Background/Objectives: Ursodeoxycholic acid (UDCA), a hydrophilic bile acid, exhibits anti-inflammatory effects and attenuates the process of colon carcinogenesis. Certain healthy diets increase colonic UDCA concentrations, but its anticancer mechanistic actions remain largely unknown. We hypothesize that UDCA preferentially inhibits cancerous colon cell proliferation with a minimal effect on noncancerous colon cells. Methods: With human noncancerous NCM460 colon cell and cancerous HCT116 colon cell culture models, we performed biochemical, western blotting, PCR array, cell cycle, apoptosis, and immunofluorescent assays to determine the effects of UDCA treatment on colon cell proliferation and the underlying molecular mechanisms. Results: The inhibitory potential of UDCA against cell proliferation (via cell cycle arrest and apoptosis) was 90% greater in cancerous HCT116 cells than noncancerous NCM460 cells when treated with UDCA (0 to 0.4 mM) for 48 h. In UDCA-treated HCT116 cells, we identified 18 genes with ≥80% change (compared to untreated cells) in mRNA levels out of 93 apoptotic genes which were involved in caspase, death receptor, and NFκB pathways.
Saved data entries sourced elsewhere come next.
//! Response envelope normalisation for partner list endpoints.
//!
//! Partners return lists in one of three shapes:
//!
//! ```text
//! [ ...rows ]
//! { "data": [ ...rows ], "meta": { ... } }
//! { "data": { "data": [ ...rows ], "meta": { ... } } }
//! ```
//!
//! Anything else is logged and treated as an empty list.

use domain::models::partner::{PartnerKind, PartnerPageMeta};
use serde::de::DeserializeOwned;
use serde_json::Value;
use tracing::warn;

/// Shape of a partner list response.
#[derive(Debug, Clone, PartialEq)]
pub enum PartnerEnvelope {
    Bare(Vec<Value>),
    Wrapped { data: Vec<Value>, meta: Option<Value> },
    Nested { data: Vec<Value>, meta: Option<Value> },
    Unrecognised(Value),
}

impl PartnerEnvelope {
    pub fn classify(value: Value) -> Self {
        match value {
            Value::Array(rows) => PartnerEnvelope::Bare(rows),
            Value::Object(mut obj) => match obj.remove("data") {
                Some(Value::Array(data)) => PartnerEnvelope::Wrapped {
                    data,
                    meta: obj.remove("meta"),
                },
                Some(Value::Object(mut inner)) => match inner.remove("data") {
                    Some(Value::Array(data)) => PartnerEnvelope::Nested {
                        data,
                        meta: inner.remove("meta"),
                    },
                    other => {
                        if let Some(v) = other {
                            inner.insert("data".into(), v);
                        }
                        obj.insert("data".into(), Value::Object(inner));
                        PartnerEnvelope::Unrecognised(Value::Object(obj))
                    }
                },
                other => {
                    if let Some(v) = other {
                        obj.insert("data".into(), v);
                    }
                    PartnerEnvelope::Unrecognised(Value::Object(obj))
                }
            },
            other => PartnerEnvelope::Unrecognised(other),
        }
    }
}

/// Rows and paging metadata after normalisation.
#[derive(Debug, Clone, PartialEq)]
pub struct Normalized<T> {
    pub rows: Vec<T>,
    pub meta: Option<PartnerPageMeta>,
}

/// Decodes a list response of any supported shape.
///
/// Rows that do not decode are dropped with a warning; the rest are kept.
pub fn normalize<T: DeserializeOwned>(
    partner: PartnerKind,
    endpoint: &str,
    value: Value,
) -> Normalized<T> {
    let (raw_rows, raw_meta) = match PartnerEnvelope::classify(value) {
        PartnerEnvelope::Bare(rows) => (rows, None),
        PartnerEnvelope::Wrapped { data, meta } | PartnerEnvelope::Nested { data, meta } => {
            (data, meta)
        }
        PartnerEnvelope::Unrecognised(value) => {
            warn!(
                partner = %partner,
                endpoint,
                kind = value_kind(&value),
                "Unrecognised partner response envelope, treating as empty"
            );
            (Vec::new(), None)
        }
    };

    let total = raw_rows.len();
    let rows: Vec<T> = raw_rows
        .into_iter()
        .filter_map(|row| match serde_json::from_value(row) {
            Ok(row) => Some(row),
            Err(e) => {
                warn!(partner = %partner, endpoint, error = %e, "Dropping undecodable partner row");
                None
            }
        })
        .collect();
    if rows.len() < total {
        metrics::counter!("partner_rows_dropped_total", "partner" => partner.as_str())
            .increment((total - rows.len()) as u64);
    }

    let meta = raw_meta
        .filter(|m| !m.is_null())
        .and_then(|m| match serde_json::from_value::<PartnerPageMeta>(m) {
            Ok(meta) => Some(meta),
            Err(e) => {
                warn!(partner = %partner, endpoint, error = %e, "Ignoring unreadable page metadata");
                None
            }
        });

    Normalized { rows, meta }
}

fn value_kind(value: &Value) -> &'static str {
    match value {
        Value::Null => "null",
        Value::Bool(_) => "bool",
        Value::Number(_) => "number",
        Value::String(_) => "string",
        Value::Array(_) => "array",
        Value::Object(_) => "object",
    }
}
At the molecular level, 0.4 mM UDCA reduced the protein level of the proto-oncogenic c-Myc gene but increased the putative tumor suppressor p21 gene (≥100%) via the ERK1/2/c-Myc/p21 pathway, which regulates cell cycle and apoptosis. These data are consistent with lower c-Myc but higher p21 expression in normal colon tissues compared to cancerous colon tissues. Conclusions: Collectively, UDCA inhibits cancerous HCT116 colon cells to a higher degree than in noncancerous NCM460 colon cells through cell cycle and apoptosis involving ERK1/2/c-Myc/p21 signaling.